- _Prompt_:
I'd like every line in the following listing that holds "false" copied.
--- START ---
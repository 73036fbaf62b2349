use crate::state::{PatchVersion, RankTier, TierBand};
use serde::Deserialize;
use std::time::Duration;

/// Main configuration structure for Rift-Crawler
#[derive(Debug, Clone, Deserialize)]
pub struct Config {
    #[serde(default)]
    pub crawler: CrawlerConfig,
    #[serde(default)]
    pub filter: FilterConfig,
    #[serde(default)]
    pub api: ApiConfig,
    pub output: OutputConfig,
}

/// Crawler behavior configuration
#[derive(Debug, Clone, Deserialize)]
pub struct CrawlerConfig {
    /// Number of matches processed concurrently per batch
    #[serde(rename = "batch-size", default = "default_batch_size")]
    pub batch_size: usize,

    /// Delay before retrying after a rate limit or unexpected failure (milliseconds)
    #[serde(rename = "batch-cooldown", default = "default_batch_cooldown")]
    pub batch_cooldown: u64,

    /// Match used to seed the frontier when no participants are known
    #[serde(rename = "seed-match-id", default = "default_seed_match_id")]
    pub seed_match_id: String,

    /// Number of known participants sampled for a warm start
    #[serde(rename = "warm-start-sample", default = "default_warm_start_sample")]
    pub warm_start_sample: usize,
}

impl CrawlerConfig {
    pub fn cooldown(&self) -> Duration {
        Duration::from_millis(self.batch_cooldown)
    }
}

impl Default for CrawlerConfig {
    fn default() -> Self {
        Self {
            batch_size: default_batch_size(),
            batch_cooldown: default_batch_cooldown(),
            seed_match_id: default_seed_match_id(),
            warm_start_sample: default_warm_start_sample(),
        }
    }
}

/// Which matches are in scope
#[derive(Debug, Clone, Deserialize)]
pub struct FilterConfig {
    /// Tracked tiers; every ranked participant must fall within them
    #[serde(rename = "tier-band", default = "default_tier_band")]
    pub tier_band: Vec<RankTier>,

    /// Accepted `major.minor` patches
    #[serde(rename = "patch-whitelist", default = "default_patch_whitelist")]
    pub patch_whitelist: Vec<String>,
}

impl FilterConfig {
    pub fn band(&self) -> TierBand {
        TierBand::new(self.tier_band.iter().copied())
    }

    /// Parsed whitelist; entries that fail to parse are skipped
    ///
    /// Validation rejects such entries before a crawl starts.
    pub fn patches(&self) -> Vec<PatchVersion> {
        self.patch_whitelist
            .iter()
            .filter_map(|p| p.parse().ok())
            .collect()
    }
}

impl Default for FilterConfig {
    fn default() -> Self {
        Self {
            tier_band: default_tier_band(),
            patch_whitelist: default_patch_whitelist(),
        }
    }
}

/// Remote API configuration
#[derive(Debug, Clone, Deserialize)]
pub struct ApiConfig {
    /// Base URL for match endpoints (regional routing)
    #[serde(rename = "regional-url", default = "default_regional_url")]
    pub regional_url: String,

    /// Base URL for summoner and league endpoints (platform routing)
    #[serde(rename = "platform-url", default = "default_platform_url")]
    pub platform_url: String,

    /// Environment variable holding the API key
    #[serde(rename = "api-key-env", default = "default_api_key_env")]
    pub api_key_env: String,

    /// Per-request timeout (seconds)
    #[serde(rename = "timeout-secs", default = "default_timeout_secs")]
    pub timeout_secs: u64,
}

impl Default for ApiConfig {
    fn default() -> Self {
        Self {
            regional_url: default_regional_url(),
            platform_url: default_platform_url(),
            api_key_env: default_api_key_env(),
            timeout_secs: default_timeout_secs(),
        }
    }
}

/// Output configuration
#[derive(Debug, Clone, Deserialize)]
pub struct OutputConfig {
    /// Path to the SQLite database file
    #[serde(rename = "database-path")]
    pub database_path: String,
}

fn default_batch_size() -> usize {
    10
}

fn default_batch_cooldown() -> u64 {
    10_000
}

fn default_seed_match_id() -> String {
    "NA1_4954804129".to_string()
}

fn default_warm_start_sample() -> usize {
    11
}

fn default_tier_band() -> Vec<RankTier> {
    vec![
        RankTier::Emerald,
        RankTier::Diamond,
        RankTier::Master,
        RankTier::Grandmaster,
        RankTier::Challenger,
    ]
}

fn default_patch_whitelist() -> Vec<String> {
    vec!["14.4".to_string(), "14.5".to_string(), "14.6".to_string()]
}

fn default_regional_url() -> String {
    "https://americas.api.riotgames.com".to_string()
}

fn default_platform_url() -> String {
    "https://na1.api.riotgames.com".to_string()
}

fn default_api_key_env() -> String {
    "RIOTAPI".to_string()
}

fn default_timeout_secs() -> u64 {
    30
}
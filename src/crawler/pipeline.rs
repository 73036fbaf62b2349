//! Per-match pipeline: fetch, validate, extract, persist
//!
//! `process` is the per-match error boundary. Not-found and rejected matches
//! settle here; only rate limits and unexpected failures reach the scheduler.

use crate::crawler::extract::{player_inherents, timeline_records};
use crate::crawler::report::Reporter;
use crate::crawler::validator::{MatchValidator, RejectReason, ValidationOutcome};
use crate::riot::RiotApi;
use crate::storage::{self, SharedStorage};
use crate::MatchError;
use std::sync::Arc;

/// How a match left the pipeline
#[derive(Debug, Clone, PartialEq, Eq)]
pub enum Settlement {
    /// Accepted and stored with its statistics
    Ingested,

    /// Permanently out of scope
    Rejected(RejectReason),

    /// The remote API has no such match or timeline
    Missing,
}

/// Runs a single match from id to stored statistics
pub struct MatchPipeline {
    api: Arc<dyn RiotApi>,
    storage: SharedStorage,
    validator: MatchValidator,
    reporter: Reporter,
}

impl MatchPipeline {
    pub fn new(
        api: Arc<dyn RiotApi>,
        storage: SharedStorage,
        validator: MatchValidator,
        reporter: Reporter,
    ) -> Self {
        Self {
            api,
            storage,
            validator,
            reporter,
        }
    }

    /// Processes one match and settles the outcome
    ///
    /// # Returns
    ///
    /// * `Ok(Settlement)` - The match is done for this session
    /// * `Err(MatchError::RateLimited)` - The batch should be retried
    /// * `Err(MatchError::Unknown)` - Unexpected failure
    pub async fn process(&self, match_id: &str) -> Result<Settlement, MatchError> {
        let result = self.ingest(match_id).await;
        self.settle(match_id, result)
    }

    async fn ingest(&self, match_id: &str) -> Result<(), MatchError> {
        let payload = self.api.get_match(match_id).await?;

        if let ValidationOutcome::Rejected(reason) = self.validator.validate(&payload).await? {
            return Err(MatchError::ValidationRejected(reason));
        }

        let inherents = player_inherents(&payload);
        storage::lock(&self.storage)?.insert_player_inherents(&inherents)?;

        let timeline = self.api.get_timeline(match_id).await?;
        let rows = timeline_records(&timeline);
        {
            let mut storage = storage::lock(&self.storage)?;
            storage.insert_team_timestamps(&rows.teams)?;
            storage.insert_player_timestamps(&rows.players)?;
        }

        tracing::debug!(
            "Stored {} team rows and {} participant rows for {}",
            rows.teams.len(),
            rows.players.len(),
            match_id
        );
        Ok(())
    }

    /// Absorbs final per-match outcomes and passes retryable ones through
    pub fn settle(
        &self,
        match_id: &str,
        result: Result<(), MatchError>,
    ) -> Result<Settlement, MatchError> {
        match result {
            Ok(()) => {
                self.reporter.shout(format!("Ingested match {}", match_id));
                Ok(Settlement::Ingested)
            }
            Err(MatchError::NotFound) => {
                self.reporter.warn(format!("Match {} not found", match_id));
                Ok(Settlement::Missing)
            }
            Err(MatchError::ValidationRejected(reason)) => {
                self.reporter
                    .shout(format!("Rejected match {}: {}", match_id, reason));
                Ok(Settlement::Rejected(reason))
            }
            Err(MatchError::RateLimited) => {
                tracing::debug!("Rate limited while processing {}", match_id);
                Err(MatchError::RateLimited)
            }
            Err(MatchError::Unknown(cause)) => {
                self.reporter
                    .error(format!("Failed to process match {}: {}", match_id, cause));
                Err(MatchError::Unknown(cause))
            }
        }
    }
}
//! Storage module for persisting crawl data
//!
//! This module handles all database operations for the crawler, including:
//! - SQLite database initialization and schema management
//! - Match summaries and participant profiles
//! - Per-frame team and participant statistics
//! - Run tracking

mod schema;
mod sqlite;
mod traits;

pub use sqlite::SqliteStorage;
pub use traits::{Storage, StorageError, StorageResult};

use crate::state::RankTier;
use crate::CrawlError;

use std::path::Path;
use std::sync::{Arc, Mutex, MutexGuard};

/// Storage shared between the concurrent tasks of a crawl
pub type SharedStorage = Arc<Mutex<dyn Storage + Send>>;

/// Wraps a storage backend for sharing across tasks
pub fn shared<S: Storage + Send + 'static>(storage: S) -> SharedStorage {
    Arc::new(Mutex::new(storage))
}

/// Locks shared storage for a single call
///
/// The guard must not be held across an `.await`.
pub fn lock(
    storage: &SharedStorage,
) -> StorageResult<MutexGuard<'_, dyn Storage + Send + 'static>> {
    storage.lock().map_err(|_| StorageError::Poisoned)
}

/// Initializes or opens a storage database
///
/// # Arguments
///
/// * `path` - Path to the SQLite database file
///
/// # Returns
///
/// * `Ok(SqliteStorage)` - Successfully initialized storage
/// * `Err(CrawlError)` - Failed to initialize storage
pub fn open_storage(path: &Path) -> Result<SqliteStorage, CrawlError> {
    SqliteStorage::new(path)
}

/// An accepted match summary
#[derive(Debug, Clone, PartialEq, Eq)]
pub struct MatchRecord {
    pub match_id: String,
    /// Tiers of the ranked participants, in participant order
    pub ranks: Vec<RankTier>,
    pub patch: String,
    pub game_creation: i64,
    pub game_duration: i64,
    pub game_mode: String,
    pub game_type: String,
    pub queue_id: i64,
}

/// A resolved participant profile
#[derive(Debug, Clone, PartialEq, Eq)]
pub struct ParticipantRecord {
    pub puuid: String,
    pub name: String,
    pub account_id: String,
    /// Internal id used for rank lookups
    pub summoner_id: String,
    pub ranked_tier: Option<RankTier>,
}

/// Per-participant facts of an accepted match
#[derive(Debug, Clone, PartialEq, Eq)]
pub struct PlayerInherentRecord {
    pub match_id: String,
    pub participant_id: i64,
    pub champion_name: String,
    pub puuid: String,
    pub team_id: i64,
    pub team_position: String,
    pub win: bool,
}

/// Cumulative objective counters for one team
#[derive(Debug, Clone, Copy, Default, PartialEq, Eq)]
pub struct TeamCounters {
    pub baron_kills: u32,
    pub horde_kills: u32,
    pub earth_dragon_kills: u32,
    pub fire_dragon_kills: u32,
    pub water_dragon_kills: u32,
    pub air_dragon_kills: u32,
    pub elder_dragon_kills: u32,
    pub chem_dragon_kills: u32,
    pub hex_dragon_kills: u32,
    pub rift_herald_kills: u32,
    pub outer_turret_kills: u32,
    pub inner_turret_kills: u32,
    pub base_turret_kills: u32,
    pub nexus_turret_kills: u32,
    pub inhibitor_kills: u32,
    pub turret_plate_kills: u32,
}

/// Team counters as of one timeline frame
#[derive(Debug, Clone, PartialEq, Eq)]
pub struct TeamTimestampRecord {
    pub match_id: String,
    pub team_id: i64,
    pub timestamp: i64,
    pub counters: TeamCounters,
}

/// Cumulative combat and vision counters for one participant
#[derive(Debug, Clone, Copy, Default, PartialEq, Eq)]
pub struct PlayerCounters {
    pub kills: u32,
    pub deaths: u32,
    pub assists: u32,
    pub wards_placed: u32,
    pub wards_killed: u32,
}

/// Participant snapshot as of one timeline frame
#[derive(Debug, Clone, Default, PartialEq, Eq)]
pub struct PlayerTimestampRecord {
    pub match_id: String,
    pub participant_id: i64,
    pub timestamp: i64,
    pub current_gold: i64,
    pub total_gold: i64,
    pub gold_per_second: i64,
    pub xp: i64,
    pub level: i64,
    pub minions_killed: i64,
    pub jungle_minions_killed: i64,
    pub time_enemy_spent_controlled: i64,
    pub x: i64,
    pub y: i64,
    pub health: i64,
    pub health_max: i64,
    pub attack_damage: i64,
    pub ability_power: i64,
    pub armor: i64,
    pub magic_resist: i64,
    pub movement_speed: i64,
    pub total_damage_done_to_champions: i64,
    pub total_damage_taken: i64,
    pub counters: PlayerCounters,
}

/// Represents a crawl run
#[derive(Debug, Clone)]
pub struct RunRecord {
    pub id: i64,
    pub started_at: String,
    pub finished_at: Option<String>,
    pub config_hash: String,
    pub status: RunStatus,
    pub matches_ingested: u64,
}

/// Status of a crawl run
#[derive(Debug, Clone, Copy, PartialEq, Eq)]
pub enum RunStatus {
    Running,
    Completed,
    Cancelled,
    Failed,
}

impl RunStatus {
    pub fn to_db_string(&self) -> &'static str {
        match self {
            Self::Running => "running",
            Self::Completed => "completed",
            Self::Cancelled => "cancelled",
            Self::Failed => "failed",
        }
    }

    pub fn from_db_string(s: &str) -> Option<Self> {
        match s {
            "running" => Some(Self::Running),
            "completed" => Some(Self::Completed),
            "cancelled" => Some(Self::Cancelled),
            "failed" => Some(Self::Failed),
            _ => None,
        }
    }
}
//! Storage traits and error types
//!
//! This module defines the trait interface for storage backends and
//! associated error types.

use crate::state::RankTier;
use crate::storage::{
    MatchRecord, ParticipantRecord, PlayerInherentRecord, PlayerTimestampRecord, RunRecord,
    RunStatus, TeamTimestampRecord,
};
use thiserror::Error;

/// Errors that can occur during storage operations
#[derive(Debug, Error)]
pub enum StorageError {
    #[error("Run not found: {0}")]
    RunNotFound(i64),

    #[error("Corrupt row in {table}: {detail}")]
    Corrupt { table: &'static str, detail: String },

    #[error("Storage lock poisoned")]
    Poisoned,

    #[error("SQLite error: {0}")]
    Sqlite(#[from] rusqlite::Error),
}

/// Result type for storage operations
pub type StorageResult<T> = Result<T, StorageError>;

/// Trait for storage backend implementations
///
/// Every write is idempotent: writing a row whose key already exists is a
/// successful no-op, never an error.
pub trait Storage {
    // ===== Run Management =====

    /// Creates a new crawl run
    ///
    /// # Arguments
    ///
    /// * `config_hash` - Hash of the configuration file
    ///
    /// # Returns
    ///
    /// The ID of the newly created run
    fn create_run(&mut self, config_hash: &str) -> StorageResult<i64>;

    /// Marks a run finished with its final status and ingestion count
    fn finish_run(&mut self, run_id: i64, status: RunStatus, ingested: u64)
        -> StorageResult<()>;

    /// Gets the most recent run
    fn get_latest_run(&self) -> StorageResult<Option<RunRecord>>;

    // ===== Matches =====

    /// Stores a match summary
    ///
    /// # Returns
    ///
    /// `true` if the row was new, `false` if the match was already stored
    fn upsert_match(&mut self, record: &MatchRecord) -> StorageResult<bool>;

    /// Gets a stored match summary
    fn get_match(&self, match_id: &str) -> StorageResult<Option<MatchRecord>>;

    /// Lists the ids of every stored match
    fn list_match_ids(&self) -> StorageResult<Vec<String>>;

    // ===== Participants =====

    /// Stores a participant profile
    ///
    /// # Returns
    ///
    /// `true` if the row was new, `false` if the participant was already stored
    fn upsert_participant(&mut self, record: &ParticipantRecord) -> StorageResult<bool>;

    /// Looks up a stored participant by puuid
    fn get_participant(&self, puuid: &str) -> StorageResult<Option<ParticipantRecord>>;

    /// Lists the puuids of every stored participant
    fn list_participant_ids(&self) -> StorageResult<Vec<String>>;

    // ===== Statistics rows =====

    /// Stores per-participant rows for a match, returning how many were new
    fn insert_player_inherents(&mut self, records: &[PlayerInherentRecord])
        -> StorageResult<usize>;

    /// Stores per-team timeline rows, returning how many were new
    fn insert_team_timestamps(&mut self, records: &[TeamTimestampRecord]) -> StorageResult<usize>;

    /// Stores per-participant timeline rows, returning how many were new
    fn insert_player_timestamps(
        &mut self,
        records: &[PlayerTimestampRecord],
    ) -> StorageResult<usize>;

    // ===== Statistics =====

    /// Gets total match count
    fn count_matches(&self) -> StorageResult<u64>;

    /// Gets total participant count
    fn count_participants(&self) -> StorageResult<u64>;

    /// Gets participant counts per tier, unranked as `None`, ordered up the ladder
    fn count_participants_by_tier(&self) -> StorageResult<Vec<(Option<RankTier>, u64)>>;

    /// Gets match counts per patch, ordered by patch string
    fn count_matches_by_patch(&self) -> StorageResult<Vec<(String, u64)>>;
}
--- END ---
- _Answer box_:
    /// `true` if the row was new, `false` if the match was already stored
    /// `true` if the row was new, `false` if the participant was already stored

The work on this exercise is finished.